Lord Parker—I am also of opinion that this appeal fails. There appear to me to be two substantial questions, the first of which is this—Was Costello under the contract of service on which he founds his claim to compensation entitled to a share of the profits? That appears to me to be a question simply and solely of construction, and having regard to the express words of the contract, it appears to me that the construction is reasonably clear. He is to have, according to the words of the contract, for wages and remuneration, the shares or share of profits specified against his name in the schedule. That contemplates that he will be entitled to a share of the profits, and that alone would, I think, in equity give him a specific right to the profits themselves as distinguished from a claim for further remuneration measured by those profits. But the point is made additionally clear, because the agreement goes on to provide that after the venture is over, and so much time before the day for settlement, an account is to be delivered, not only to persons who are wholly but to persons who are partly remunerated by shares in the profits; and it is impossible to give a meaning to those words “ partly remunerated by a share in the profits” unless they be taken to refer to those members of the crew who were in the position of Costello, remunerated partly by wage and partly by a share of the profits.

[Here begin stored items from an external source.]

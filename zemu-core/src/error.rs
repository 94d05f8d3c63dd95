//! Error types for the Z80 shell machine.

use std::path::PathBuf;

use thiserror::Error;

/// Errors that can occur while setting up or running a machine session.
#[derive(Error, Debug)]
pub enum EmuError {
    #[error("Filesystem image too large (limit {limit} bytes)")]
    ImageTooLarge { limit: usize },

    #[error("Kernel image too large: {0} bytes")]
    KernelTooLarge(usize),

    #[error("Block device capacity {requested} exceeds maximum of {max} bytes")]
    CapacityTooLarge { requested: usize, max: usize },

    #[error("Offset {offset} out of bounds (capacity {capacity})")]
    OutOfBounds { offset: usize, capacity: usize },

    #[error("Can't setup terminal: {0}")]
    TerminalSetup(String),

    #[error("Packer error: {0}")]
    Packer(String),

    #[error("Invalid CFS image at offset {offset}: {reason}")]
    CfsFormat { offset: usize, reason: String },

    #[error("File too big: {} ({size} bytes)", .path.display())]
    FileTooBig { path: PathBuf, size: u64 },

    #[error("Filename too long: {0}")]
    NameTooLong(String),

    #[error("Invalid file pattern: {0}")]
    Pattern(#[from] glob::PatternError),

    #[error("Unsupported file type: {}", .0.display())]
    UnsupportedFileType(PathBuf),

    #[error("I/O error: {0}")]
    Io(#[from] std::io::Error),

    #[error("JSON error: {0}")]
    Json(#[from] serde_json::Error),
}

/// Result type for machine operations.
pub type EmuResult<T> = Result<T, EmuError>;
pub mod construction;
pub mod ils;
pub mod local_search;
pub mod mining;
pub mod moves;
pub mod mrils;
pub mod perturbation;

use crate::data::{Cost, Instance, Quantity, StoreId, WarehouseId};
use itertools::Itertools;
use ndarray::{Array1, Array2};
use std::collections::BTreeSet;
use std::io;
use std::io::Write;

// Precision parameter, used to avoid numerical instabilities
pub const MY_EPSILON: f64 = 1e-5;

// Incrementally maintained assignment of goods to warehouses. Opening is
// implicit: a warehouse is open iff its load is nonzero.
#[derive(Debug, Clone)]
pub struct Solution<'a> {
  inst: &'a Instance,

  supply: Array2<Quantity>, // stores x warehouses, main data
  assigned_goods: Array1<Quantity>,
  load: Array1<Quantity>,
  // warehouse/store incompatibility count matrix based on current assignment
  incompatibilities: Array2<u32>,
  // set of supplied stores for each warehouse (for faster iteration)
  pub supplied_stores: Vec<BTreeSet<StoreId>>,

  supply_cost: f64,
  opening_cost: Cost,
}

impl<'a> Solution<'a> {
  // Creates an empty solution
  pub fn new(inst: &'a Instance) -> Solution<'a> {
    return Solution {
      inst: inst,
      supply: Array2::from_elem((inst.n_stores, inst.n_warehouses), 0),
      assigned_goods: Array1::from_elem(inst.n_stores, 0),
      load: Array1::from_elem(inst.n_warehouses, 0),
      incompatibilities: Array2::from_elem((inst.n_warehouses, inst.n_stores), 0),
      supplied_stores: vec![BTreeSet::new(); inst.n_warehouses],
      supply_cost: 0.0,
      opening_cost: 0,
    };
  }

  pub fn instance(&self) -> &'a Instance {
    return self.inst;
  }

  pub fn supply(&self, s: StoreId, w: WarehouseId) -> Quantity {
    return self.supply[[s, w]];
  }

  pub fn load(&self, w: WarehouseId) -> Quantity {
    return self.load[w];
  }

  pub fn residual_capacity(&self, w: WarehouseId) -> Quantity {
    return self.inst.capacity[w] - self.load[w];
  }

  pub fn assigned_goods(&self, s: StoreId) -> Quantity {
    return self.assigned_goods[s];
  }

  pub fn residual_amount(&self, s: StoreId) -> Quantity {
    return self.inst.goods[s] - self.assigned_goods[s];
  }

  // Number of supplied stores at `w` that are incompatible with `s`. Returns
  // the count plus 2 when the reduction made `w` permanently incompatible
  // with `s`, so that the relaxed `<= 1` swap admissibility test can never
  // accept such a warehouse.
  pub fn incompatibilities(&self, w: WarehouseId, s: StoreId) -> u32 {
    if self.inst.w_incompatible[[w, s]] {
      return self.incompatibilities[[w, s]] + 2;
    }
    return self.incompatibilities[[w, s]];
  }

  // Assigns `q` goods of store `s` to warehouse `w`
  pub fn assign(&mut self, s: StoreId, w: WarehouseId, q: Quantity) {
    if self.supply[[s, w]] == 0 {
      for s2 in 0..self.inst.n_stores {
        if self.inst.incompatible[[s, s2]] {
          self.incompatibilities[[w, s2]] += 1;
        }
      }
      self.supplied_stores[w].insert(s);
    }

    self.supply[[s, w]] += q;
    self.assigned_goods[s] += q;
    self.supply_cost += self.inst.supply_cost[[s, w]] * q as f64;

    if self.load[w] == 0 {
      self.opening_cost += self.inst.fixed_cost[w];
    }
    self.load[w] += q;
  }

  // Revokes the assignment of `q` goods of store `s` to warehouse `w`
  pub fn revoke_assignment(&mut self, s: StoreId, w: WarehouseId, q: Quantity) {
    self.supply[[s, w]] -= q;
    self.assigned_goods[s] -= q;
    self.load[w] -= q;
    self.supply_cost -= self.inst.supply_cost[[s, w]] * q as f64;

    if self.load[w] == 0 {
      self.opening_cost -= self.inst.fixed_cost[w];
    }

    if self.supply[[s, w]] == 0 {
      for s2 in 0..self.inst.n_stores {
        if self.inst.incompatible[[s, s2]] {
          self.incompatibilities[[w, s2]] -= 1;
        }
      }
      self.supplied_stores[w].remove(&s);
    }
  }

  pub fn cost(&self) -> f64 {
    return self.supply_cost() + self.opening_cost() as f64;
  }

  pub fn supply_cost(&self) -> f64 {
    return self.supply_cost + self.inst.reduction_supply_cost;
  }

  pub fn opening_cost(&self) -> Cost {
    return self.opening_cost + self.inst.reduction_opening_cost;
  }

  pub fn compute_violations(&self) -> u32 {
    let mut violations = 0;
    for s in 0..self.inst.n_stores {
      if self.assigned_goods[s] < self.inst.goods[s] {
        violations += 1;
      }
    }
    for w in 0..self.inst.n_warehouses {
      if self.load[w] > self.inst.capacity[w] {
        violations += 1;
      }
    }
    for &(s1, s2) in &self.inst.incompatible_pairs {
      for w in 0..self.inst.n_warehouses {
        if self.supply[[s1, w]] > 0 && self.supply[[s2, w]] > 0 {
          violations += 1;
        }
      }
    }

    return violations;
  }

  // Per-assignment and per-warehouse cost breakdown with a running total
  pub fn write_costs<W: Write>(&self, out: &mut W) -> io::Result<()> {
    let mut total = 0.0;
    for s in 0..self.inst.n_stores {
      for w in 0..self.inst.n_warehouses {
        let q = self.supply[[s, w]];
        if q > 0 {
          let unit_cost = self.inst.supply_cost[[s, w]];
          total += unit_cost * q as f64;
          writeln!(
            out,
            "Moving {} goods from warehouse {} to store {}, cost {}x{} = {} ({})",
            q,
            w + 1,
            s + 1,
            q,
            unit_cost,
            unit_cost * q as f64,
            total
          )?;
        }
      }
    }
    for w in 0..self.inst.n_warehouses {
      if self.load[w] > 0 {
        total += self.inst.fixed_cost[w] as f64;
        writeln!(
          out,
          "Opening warehouse {}, cost {} ({})",
          w + 1,
          self.inst.fixed_cost[w],
          total
        )?;
      }
    }

    return Ok(());
  }

  // One line per violated constraint
  pub fn write_violations<W: Write>(&self, out: &mut W) -> io::Result<()> {
    for s in 0..self.inst.n_stores {
      if self.assigned_goods[s] < self.inst.goods[s] {
        writeln!(
          out,
          "Goods of store {} are not moved completely (amount = {}, moved = {})",
          s + 1,
          self.inst.goods[s],
          self.assigned_goods[s]
        )?;
      }
    }
    for w in 0..self.inst.n_warehouses {
      if self.load[w] > self.inst.capacity[w] {
        writeln!(
          out,
          "Goods of warehouse {} exceed its capacity (capacity = {}, moved = {})",
          w + 1,
          self.inst.capacity[w],
          self.load[w]
        )?;
      }
    }
    for &(s1, s2) in &self.inst.incompatible_pairs {
      for w in 0..self.inst.n_warehouses {
        if self.supply[[s1, w]] > 0 && self.supply[[s2, w]] > 0 {
          writeln!(
            out,
            "Warehouse {} supplies incompatible stores {} and {}",
            w + 1,
            s1 + 1,
            s2 + 1
          )?;
        }
      }
    }

    return Ok(());
  }
}

// Solution-file body: the nonzero supplies as `{(s,w,q), ...}`, 1-based
pub fn format_solution(sol: &Solution) -> String {
  let inst = sol.instance();
  let assignments = (0..inst.n_stores)
    .cartesian_product(0..inst.n_warehouses)
    .filter(|&(s, w)| sol.supply(s, w) > 0)
    .map(|(s, w)| format!("({},{},{})", s + 1, w + 1, sol.supply(s, w)))
    .join(", ");

  return format!("{{{}}}", assignments);
}

#[cfg(test)]
mod tests {
  use super::*;
  use ndarray::arr2;

  fn single_warehouse_instance() -> Instance {
    return Instance::new(vec![10], vec![5], vec![7], arr2(&[[2.0]]), vec![]);
  }

  fn incompatible_pair_instance() -> Instance {
    return Instance::new(
      vec![10, 10],
      vec![1, 1],
      vec![3, 3],
      arr2(&[[1.0, 1.0], [1.0, 1.0]]),
      vec![(0, 1)],
    );
  }

  // Recomputes every cached field from the supply matrix
  fn check_invariants(sol: &Solution) {
    let inst = sol.instance();
    let mut supply_cost = 0.0;
    let mut opening_cost = 0;

    for s in 0..inst.n_stores {
      let assigned: u32 = (0..inst.n_warehouses).map(|w| sol.supply(s, w)).sum();
      assert_eq!(sol.assigned_goods(s), assigned);
    }
    for w in 0..inst.n_warehouses {
      let load: u32 = (0..inst.n_stores).map(|s| sol.supply(s, w)).sum();
      assert_eq!(sol.load(w), load);
      if load > 0 {
        opening_cost += inst.fixed_cost[w];
      }
      let supplied: BTreeSet<usize> = (0..inst.n_stores).filter(|&s| sol.supply(s, w) > 0).collect();
      assert_eq!(sol.supplied_stores[w], supplied);
      for s in 0..inst.n_stores {
        supply_cost += inst.supply_cost[[s, w]] * sol.supply(s, w) as f64;
        let conflicts = (0..inst.n_stores)
          .filter(|&s2| s2 != s && sol.supply(s2, w) > 0 && inst.incompatible[[s, s2]])
          .count() as u32;
        let sentinel = if inst.w_incompatible[[w, s]] { 2 } else { 0 };
        assert_eq!(sol.incompatibilities(w, s), conflicts + sentinel);
      }
    }

    assert!((sol.supply_cost() - supply_cost - inst.reduction_supply_cost).abs() < 1e-9);
    assert_eq!(sol.opening_cost(), opening_cost + inst.reduction_opening_cost);
  }

  #[test]
  fn assign_updates_caches() {
    let inst = single_warehouse_instance();
    let mut sol = Solution::new(&inst);

    sol.assign(0, 0, 7);

    assert_eq!(sol.supply(0, 0), 7);
    assert_eq!(sol.load(0), 7);
    assert_eq!(sol.residual_capacity(0), 3);
    assert_eq!(sol.assigned_goods(0), 7);
    assert_eq!(sol.residual_amount(0), 0);
    assert!((sol.cost() - 19.0).abs() < 1e-9);
    assert_eq!(sol.compute_violations(), 0);
    check_invariants(&sol);
  }

  #[test]
  fn assign_revoke_roundtrip_is_identity() {
    let inst = incompatible_pair_instance();
    let mut sol = Solution::new(&inst);

    sol.assign(0, 0, 2);
    sol.assign(1, 1, 3);
    sol.assign(0, 0, 1);
    check_invariants(&sol);

    sol.revoke_assignment(0, 0, 3);
    sol.revoke_assignment(1, 1, 3);

    assert_eq!(sol.supply(0, 0), 0);
    assert_eq!(sol.supply(1, 1), 0);
    assert_eq!(sol.load(0), 0);
    assert_eq!(sol.load(1), 0);
    assert!((sol.cost() - 0.0).abs() < 1e-9);
    assert_eq!(sol.opening_cost(), 0);
    assert!(sol.supplied_stores[0].is_empty());
    assert!(sol.supplied_stores[1].is_empty());
    check_invariants(&sol);
  }

  #[test]
  fn incompatibility_counters_track_zero_crossings() {
    let inst = incompatible_pair_instance();
    let mut sol = Solution::new(&inst);

    sol.assign(0, 0, 2);
    assert_eq!(sol.incompatibilities(0, 1), 1);
    assert_eq!(sol.incompatibilities(1, 1), 0);

    // Topping up an existing supply must not double-count
    sol.assign(0, 0, 1);
    assert_eq!(sol.incompatibilities(0, 1), 1);

    sol.revoke_assignment(0, 0, 1);
    assert_eq!(sol.incompatibilities(0, 1), 1);
    sol.revoke_assignment(0, 0, 2);
    assert_eq!(sol.incompatibilities(0, 1), 0);
    check_invariants(&sol);
  }

  #[test]
  fn reduction_sentinel_marks_forbidden_warehouse() {
    let inst = incompatible_pair_instance();
    let reduced = inst.reduced(&[crate::data::Supply { w: 0, s: 0, q: 2 }]);
    let sol = Solution::new(&reduced);

    assert_eq!(sol.incompatibilities(0, 1), 2);
    assert_eq!(sol.incompatibilities(1, 1), 0);
  }

  #[test]
  fn violations_count_unmet_demand_and_conflicts() {
    let inst = incompatible_pair_instance();
    let mut sol = Solution::new(&inst);

    // Both stores undersupplied
    assert_eq!(sol.compute_violations(), 2);

    sol.assign(0, 0, 3);
    sol.assign(1, 0, 3);
    // Incompatible pair co-located at warehouse 0
    assert_eq!(sol.compute_violations(), 1);
  }

  #[test]
  fn clone_preserves_state_independently(){
    let inst = incompatible_pair_instance();
    let mut sol = Solution::new(&inst);
    sol.assign(0, 0, 3);

    let copy = sol.clone();
    sol.assign(1, 1, 3);

    assert!((copy.cost() - 4.0).abs() < 1e-9);
    assert_eq!(copy.supply(1, 1), 0);
    assert!((sol.cost() - 8.0).abs() < 1e-9);
  }

  #[test]
  fn formats_nonzero_supplies_one_based() {
    let inst = incompatible_pair_instance();
    let mut sol = Solution::new(&inst);
    sol.assign(0, 0, 3);
    sol.assign(1, 1, 3);

    assert_eq!(format_solution(&sol), "{(1,1,3), (2,2,3)}");
  }
}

The second question is simply and solely a question of construction of sub-section (2) of section 7 of the Act, and that question depends entirely on the answer to the question, was Costello remunerated by a share of the profits in the venture? I can entertain no doubt that the only possible answer to that question is in the affirmative. It is true that if Costello was bound in answer to that question to give the whole truth, he might have to qualify the affirmative answer by saying “Yes; but I am also entitled to wages,” but by no possibility could he make an answer in the negative the true answer. He could not say “No, I am not remunerated by profits, but I am remunerated by wages plus a share of the profits.” That would not be a correct answer in any sense.

That being so, I am of opinion that the Act must be construed according to its literal meaning, and that it is impossible to introduce the word “solely ” or “wholly” or even “substantially” as was done in the Scottish case; and the only answer to the question being an affirmative, it follows, in my opinion, that the decision of the Court of Appeal was right.

Judgment appealed from affirmed.

Counsel:

Counsel for the Appellant— Greer, K.C.— Addington Willis. Agents— Windybank, Samuell, & Lawrence, for Benno Pearlman, Hull, Solicitors.

Counsel for the Respondents — Sankey, K.C.—Neilson. Agents— Pritchard & Sons, for Wallace & Macfadzean, Sunderland, Solicitors.